Colorado Springs Airport and Peterson Air Force Base share runways and resources in a partnership that stretches back decades. ( Photo by Allison Daniell Moix, Stellar Propeller Studio)

Editor’s note: This is the last in a three-part series examining partnerships between the military and the civilian business sector.

In November, Peterson Air Force Base added 276 acres to the tract it leases from Colorado Springs Airport, bringing the size of the base to 1,476 acres.

It was the latest development in the 52-year-old airfield-sharing agreement — and it’s just one of many ways the military installation and the city-owned airport partner to make the most of expertise, space and funding.

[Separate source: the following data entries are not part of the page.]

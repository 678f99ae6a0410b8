use std::sync::{PoisonError, RwLock, RwLockReadGuard, RwLockWriteGuard};
use std::time::Duration;

use bytes::Bytes;
use serde::{Deserialize, Serialize};

/// Pixel formats we support
#[derive(Debug, Clone, Copy, Default, PartialEq, Eq, Hash, Serialize, Deserialize)]
pub enum PixelFormat {
    #[default]
    Mono8,
    Mono16,
    Rgb24,
    Bgr24,
    Yuyv4,
}

impl PixelFormat {
    pub fn bytes_per_pixel(self) -> usize {
        match self {
            PixelFormat::Mono8 => 1,
            PixelFormat::Mono16 | PixelFormat::Yuyv4 => 2,
            PixelFormat::Rgb24 | PixelFormat::Bgr24 => 3,
        }
    }
}

/// Pixel storage with zero-copy semantics.
///
/// Cloning shares the underlying allocation, so moving a buffer between the
/// frame, the swap slot and the consumer never copies pixel data.
#[derive(Debug, Clone, Default, PartialEq, Eq)]
pub struct PixelBuffer {
    data: Bytes,
    width: u32,
    height: u32,
    format: PixelFormat,
}

impl PixelBuffer {
    pub fn new(data: impl Into<Bytes>, width: u32, height: u32, format: PixelFormat) -> Self {
        Self {
            data: data.into(),
            width,
            height,
            format,
        }
    }

    pub fn data(&self) -> &[u8] {
        &self.data
    }

    pub fn width(&self) -> u32 {
        self.width
    }

    pub fn height(&self) -> u32 {
        self.height
    }

    pub fn format(&self) -> PixelFormat {
        self.format
    }

    pub fn stride(&self) -> usize {
        self.width as usize * self.format.bytes_per_pixel()
    }

    pub fn is_empty(&self) -> bool {
        self.data.is_empty()
    }
}

/// A captured frame.
///
/// The timestamp is fixed at construction. The pixels sit behind a
/// reader/writer lock: the device writes them while filling the frame, the
/// grabber and recorder read them once it has been delivered.
#[derive(Debug)]
pub struct Frame {
    timestamp: Duration,
    sequence: u64,
    pixels: RwLock<PixelBuffer>,
}

impl Frame {
    pub fn new(timestamp: Duration, sequence: u64, pixels: PixelBuffer) -> Self {
        Self {
            timestamp,
            sequence,
            pixels: RwLock::new(pixels),
        }
    }

    /// Capture time relative to the device clock
    pub fn timestamp(&self) -> Duration {
        self.timestamp
    }

    pub fn sequence(&self) -> u64 {
        self.sequence
    }

    pub fn lock_for_reading(&self) -> RwLockReadGuard<'_, PixelBuffer> {
        // A panicking writer cannot leave a PixelBuffer half-assigned
        self.pixels.read().unwrap_or_else(PoisonError::into_inner)
    }

    pub fn lock_for_writing(&self) -> RwLockWriteGuard<'_, PixelBuffer> {
        self.pixels.write().unwrap_or_else(PoisonError::into_inner)
    }
}
//! Per-grabber frame rate tracking

use std::time::{Duration, Instant};

/// Smoothing factor for the exponential moving average
const SMOOTHING: f64 = 0.1;

/// Interval and smoothed rate between consecutive frames of one grabber
#[derive(Debug, Clone, Default)]
pub struct FrameRate {
    last: Option<Instant>,
    fps: f64,
}

impl FrameRate {
    pub fn new() -> Self {
        Self::default()
    }

    /// Record a frame arrival. Returns the interval since the previous one.
    pub fn tick(&mut self, now: Instant) -> Option<Duration> {
        let last = self.last.replace(now)?;
        let interval = now.saturating_duration_since(last);

        let secs = interval.as_secs_f64();
        if secs > 0.0 {
            let instant_fps = 1.0 / secs;
            self.fps = if self.fps == 0.0 {
                instant_fps
            } else {
                self.fps + SMOOTHING * (instant_fps - self.fps)
            };
        }
        Some(interval)
    }

    pub fn fps(&self) -> f64 {
        self.fps
    }

    pub fn reset(&mut self) {
        *self = Self::default();
    }
}
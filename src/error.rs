//! Error taxonomy for the acquisition pipeline

use thiserror::Error;

use crate::capture::device::{Feature, TriggerMode, TriggerSignalType};

#[derive(Debug, Error)]
pub enum Error {
    #[error("failed to open device {device_id}: {reason}")]
    DeviceOpenFailure { device_id: u32, reason: String },

    #[error("device is not open")]
    NotOpen,

    #[error("device does not support {0:?}")]
    UnsupportedFeature(Feature),

    #[error("device does not support trigger mode {0:?}")]
    UnsupportedTriggerMode(TriggerMode),

    #[error("device does not support trigger signal {0:?}")]
    UnsupportedSignalType(TriggerSignalType),

    /// An operation was requested from a state that does not allow it
    #[error("cannot {action} while {state}")]
    InvalidStateTransition {
        state: &'static str,
        action: &'static str,
    },

    #[error("driver error: {0}")]
    Driver(String),

    #[error("archive error: {0}")]
    Archive(String),

    #[error("configuration error: {0}")]
    Config(#[from] config::ConfigError),
}

pub type Result<T> = std::result::Result<T, Error>;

The Air Force entered into the lease with the city in 1967 to acquire about 800 acres, said Dan Rodriguez, 21st Civil Engineer Squadron deputy base civil engineer. The intervening years have seen numerous additions and modifications to the lease, and developments in the way the organizations exchange services.

This week Rodriguez and Colorado Springs Airport Director of Aviation Greg Phillips spoke with the Business Journal about how it all works.

First, the land. Peterson AFB sits on the northern edge of the airport, and leases its land from COS for a nominal $1 per year. The rest of the lease’s value is covered by in-kind services Peterson provides to the airport — most notably, firefighting and emergency services.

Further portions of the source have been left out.